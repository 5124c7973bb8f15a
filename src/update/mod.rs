//! Version ordering and candidate selection
//!
//! This module provides:
//! - A numeric-segment comparator tolerant of qualifiers
//! - Pre-release detection and candidate filtering
//! - Selection of the newest acceptable version from a pool

mod compare;
mod filter;

pub use compare::{compare, is_at_least, is_up_to_date, segments};
pub use filter::{filter_candidates, is_pre_release, select_latest, PRE_RELEASE_MARKERS};
//! Check summary counts
//!
//! Provides aggregate counts over a list of per-dependency results.

use super::{Outcome, ResolvedResult};
use serde::{Deserialize, Serialize};

/// Aggregate counts for one check run
#[derive(Debug, Clone, Copy, Default, PartialEq, Eq, Serialize, Deserialize)]
pub struct CheckSummary {
    /// Number of dependencies checked
    pub total: usize,
    /// Dependencies at or above the latest version
    pub up_to_date: usize,
    /// Dependencies behind the latest version
    pub outdated: usize,
    /// Dependencies no repository knew about
    pub not_found: usize,
    /// Dependencies whose lookup failed
    pub lookup_failed: usize,
}

impl CheckSummary {
    /// Counts outcomes over a list of results
    pub fn from_results(results: &[ResolvedResult]) -> Self {
        let mut summary = Self::default();
        for result in results {
            summary.add(result);
        }
        summary
    }

    /// Adds one result to the counts
    pub fn add(&mut self, result: &ResolvedResult) {
        self.total += 1;
        match result.outcome {
            Outcome::Resolved {
                up_to_date: true, ..
            } => self.up_to_date += 1,
            Outcome::Resolved { .. } => self.outdated += 1,
            Outcome::NotFound => self.not_found += 1,
            Outcome::LookupFailed { .. } => self.lookup_failed += 1,
        }
    }

    /// Dependencies without a latest version
    pub fn unresolved(&self) -> usize {
        self.not_found + self.lookup_failed
    }

    /// Returns true if every checked dependency is up to date
    pub fn all_up_to_date(&self) -> bool {
        self.up_to_date == self.total
    }
}
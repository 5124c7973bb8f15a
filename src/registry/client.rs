//! HTTP client shared foundation
//!
//! This module provides a shared HTTP client with:
//! - Bounded connect and read timeouts
//! - A fixed User-Agent identifying the checker
//! - Status and transport errors mapped onto `RegistryError`
//!
//! Requests are not retried: a slow repository may cost at most one
//! connect timeout plus one read timeout before the next one is tried.

use crate::config::{CheckConfig, CONNECT_TIMEOUT, READ_TIMEOUT, USER_AGENT};
use crate::error::RegistryError;
use reqwest::{Client, StatusCode};
use std::time::Duration;

/// HTTP client wrapper for repository metadata requests
#[derive(Clone)]
pub struct HttpClient {
    client: Client,
}

impl HttpClient {
    /// Create a new HTTP client with default settings
    pub fn new() -> Result<Self, reqwest::Error> {
        Self::with_config(CONNECT_TIMEOUT, READ_TIMEOUT, USER_AGENT)
    }

    /// Create a client from a check configuration
    pub fn from_config(config: &CheckConfig) -> Result<Self, reqwest::Error> {
        Self::with_config(
            config.connect_timeout,
            config.read_timeout,
            &config.user_agent,
        )
    }

    /// Create a new HTTP client with custom configuration
    pub fn with_config(
        connect_timeout: Duration,
        read_timeout: Duration,
        user_agent: &str,
    ) -> Result<Self, reqwest::Error> {
        let client = Client::builder()
            .connect_timeout(connect_timeout)
            .read_timeout(read_timeout)
            .user_agent(user_agent)
            .build()?;

        Ok(Self { client })
    }

    /// GET a URL and return the body, treating anything but 200 as a miss
    pub async fn get_text(
        &self,
        url: &str,
        coordinate: &str,
        repository: &str,
    ) -> Result<String, RegistryError> {
        let response = self
            .client
            .get(url)
            .send()
            .await
            .map_err(|e| transport_error(e, coordinate, repository))?;

        match response.status() {
            StatusCode::OK => {}
            StatusCode::NOT_FOUND => {
                return Err(RegistryError::not_found(coordinate, repository));
            }
            status => {
                return Err(RegistryError::HttpStatus {
                    coordinate: coordinate.to_string(),
                    repository: repository.to_string(),
                    status: status.as_u16(),
                });
            }
        }

        response
            .text()
            .await
            .map_err(|e| transport_error(e, coordinate, repository))
    }
}

fn transport_error(error: reqwest::Error, coordinate: &str, repository: &str) -> RegistryError {
    if error.is_timeout() {
        RegistryError::timeout(coordinate, repository)
    } else {
        RegistryError::network(coordinate, repository, error.to_string())
    }
}
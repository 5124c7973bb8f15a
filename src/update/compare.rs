//! Numeric-segment version ordering
//!
//! Versions are split on `.`, `-` and the literal pre-release words
//! `alpha`, `beta`, `rc`, `snapshot`. Every segment becomes a 32-bit signed
//! integer, with anything unparseable (empty, alphabetic, above `i32::MAX`)
//! counting as 0.
//! The shorter sequence is padded with zeros before a positional comparison.
//!
//! Not semver: `1.0.0-alpha` and `1.0.0-beta` compare equal since both
//! qualifiers collapse to 0.

use regex::Regex;
use std::cmp::Ordering;
use std::sync::LazyLock;

// Case-sensitive: `RC1` survives as a single non-numeric segment
static SEGMENT_DELIMITERS: LazyLock<Regex> =
    LazyLock::new(|| Regex::new(r"\.|-|alpha|beta|rc|snapshot").unwrap());

/// Split a version into its integer segments
pub fn segments(version: &str) -> Vec<i32> {
    SEGMENT_DELIMITERS
        .split(version)
        .map(|part| part.parse().unwrap_or(0))
        .collect()
}

/// Compare two version strings
pub fn compare(a: &str, b: &str) -> Ordering {
    let parts_a = segments(a);
    let parts_b = segments(b);
    let len = parts_a.len().max(parts_b.len());

    for i in 0..len {
        let pa = parts_a.get(i).copied().unwrap_or(0);
        let pb = parts_b.get(i).copied().unwrap_or(0);
        match pa.cmp(&pb) {
            Ordering::Equal => continue,
            other => return other,
        }
    }

    Ordering::Equal
}

/// Returns true iff `a >= b`
pub fn is_at_least(a: &str, b: &str) -> bool {
    compare(a, b) != Ordering::Less
}

/// Returns true if `declared` does not trail `latest`.
///
/// A declared version newer than `latest` counts as up to date; this happens
/// when a pre-release is declared that the repository's filtered pool ranks lower.
pub fn is_up_to_date(declared: &str, latest: &str) -> bool {
    is_at_least(declared, latest)
}
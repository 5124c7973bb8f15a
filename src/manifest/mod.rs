//! Version catalog detection and parsing
//!
//! This module provides functionality to:
//! - Locate a `libs.versions.toml` file and reject non-TOML inputs
//! - Parse `[versions]` aliases and `[libraries]` coordinates
//! - Relocate alias declarations for annotating results

mod catalog;
mod detector;

pub use catalog::{declaration_line, parse_catalog, CatalogParser, ParsedCatalog};
pub use detector::{ensure_toml, locate_catalog, read_catalog, CATALOG_FILENAME};
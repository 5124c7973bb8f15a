//! Per-dependency check result types

use super::DependencyCoordinate;
use serde::{Deserialize, Serialize};
use std::fmt;

/// What happened when looking up the latest version of one dependency
#[derive(Debug, Clone, PartialEq, Eq, Serialize, Deserialize)]
#[serde(tag = "status", rename_all = "snake_case")]
pub enum Outcome {
    /// A repository answered with a usable version
    Resolved {
        /// Newest acceptable version
        latest: String,
        /// Whether the declared version is at least `latest`
        up_to_date: bool,
    },
    /// No repository had an acceptable version for this coordinate
    NotFound,
    /// At least one repository failed (network, timeout, bad document)
    LookupFailed {
        /// Human-readable reason
        reason: String,
    },
}

impl fmt::Display for Outcome {
    fn fmt(&self, f: &mut fmt::Formatter<'_>) -> fmt::Result {
        match self {
            Outcome::Resolved {
                up_to_date: true, ..
            } => write!(f, "up to date"),
            Outcome::Resolved { latest, .. } => write!(f, "outdated (latest {})", latest),
            Outcome::NotFound => write!(f, "not found"),
            Outcome::LookupFailed { reason } => write!(f, "lookup failed: {}", reason),
        }
    }
}

/// Result of checking one dependency, handed to the presentation layer
#[derive(Debug, Clone, PartialEq, Eq, Serialize, Deserialize)]
pub struct ResolvedResult {
    /// The dependency that was checked
    pub coordinate: DependencyCoordinate,
    /// Lookup outcome
    pub outcome: Outcome,
}

impl ResolvedResult {
    /// Creates a result for a successfully resolved dependency
    pub fn resolved(
        coordinate: DependencyCoordinate,
        latest: impl Into<String>,
        up_to_date: bool,
    ) -> Self {
        Self {
            coordinate,
            outcome: Outcome::Resolved {
                latest: latest.into(),
                up_to_date,
            },
        }
    }

    /// Creates a result for a dependency no repository knew about
    pub fn not_found(coordinate: DependencyCoordinate) -> Self {
        Self {
            coordinate,
            outcome: Outcome::NotFound,
        }
    }

    /// Creates a result for a dependency whose lookup failed
    pub fn lookup_failed(coordinate: DependencyCoordinate, reason: impl Into<String>) -> Self {
        Self {
            coordinate,
            outcome: Outcome::LookupFailed {
                reason: reason.into(),
            },
        }
    }

    /// Latest version, absent when nothing usable was found
    pub fn latest_version(&self) -> Option<&str> {
        match &self.outcome {
            Outcome::Resolved { latest, .. } => Some(latest),
            _ => None,
        }
    }

    /// Returns true only for resolved dependencies at or above the latest version
    pub fn is_up_to_date(&self) -> bool {
        matches!(
            self.outcome,
            Outcome::Resolved {
                up_to_date: true,
                ..
            }
        )
    }

    /// Returns true for resolved dependencies behind the latest version
    pub fn is_outdated(&self) -> bool {
        matches!(
            self.outcome,
            Outcome::Resolved {
                up_to_date: false,
                ..
            }
        )
    }

    /// Returns true if no latest version could be determined
    pub fn is_unresolved(&self) -> bool {
        self.latest_version().is_none()
    }

    /// Returns the catalog key
    pub fn key(&self) -> &str {
        &self.coordinate.key
    }
}

impl fmt::Display for ResolvedResult {
    fn fmt(&self, f: &mut fmt::Formatter<'_>) -> fmt::Result {
        write!(f, "{}: {}", self.coordinate, self.outcome)
    }
}
//! maven-metadata.xml parsing
//!
//! Collects the text of every `<version>` element in the document, in the
//! order encountered. In a typical file that is the `<versioning><versions>`
//! list, plus the top-level `<version>` when a repository includes one.

use quick_xml::events::Event;
use quick_xml::Reader;

const VERSION_TAG: &[u8] = b"version";

/// Extract all `<version>` values from a metadata document
pub fn parse_versions(xml: &str) -> Result<Vec<String>, String> {
    let mut reader = Reader::from_str(xml);
    reader.config_mut().trim_text(true);

    let mut versions = Vec::new();
    let mut depth = 0usize;
    let mut current = String::new();
    let mut saw_element = false;

    loop {
        match reader.read_event().map_err(|e| e.to_string())? {
            Event::Start(e) => {
                saw_element = true;
                if e.local_name().as_ref() == VERSION_TAG {
                    depth += 1;
                    current.clear();
                }
            }
            Event::Empty(_) => saw_element = true,
            Event::Text(t) if depth > 0 => {
                current.push_str(&t.unescape().map_err(|e| e.to_string())?);
            }
            Event::CData(c) if depth > 0 => {
                current.push_str(&String::from_utf8_lossy(&c));
            }
            Event::End(e) if depth > 0 && e.local_name().as_ref() == VERSION_TAG => {
                depth -= 1;
                let value = current.trim();
                if !value.is_empty() {
                    versions.push(value.to_string());
                }
                current.clear();
            }
            Event::Eof => break,
            _ => {}
        }
    }

    if !saw_element {
        return Err("document has no root element".to_string());
    }

    Ok(versions)
}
+ + + +
ASSIGNMENT -> Exactly the lines above from the one with "literal pre-release words" to the one with "counting as 0.", both included, are to be quoted; leave the rest out.

THE ANSWER ->
//! Versions are split on `.`, `-` and the literal pre-release words
//! `alpha`, `beta`, `rc`, `snapshot`. Every segment becomes a 32-bit signed
//! integer, with anything unparseable (empty, alphabetic, above `i32::MAX`)
//! counting as 0.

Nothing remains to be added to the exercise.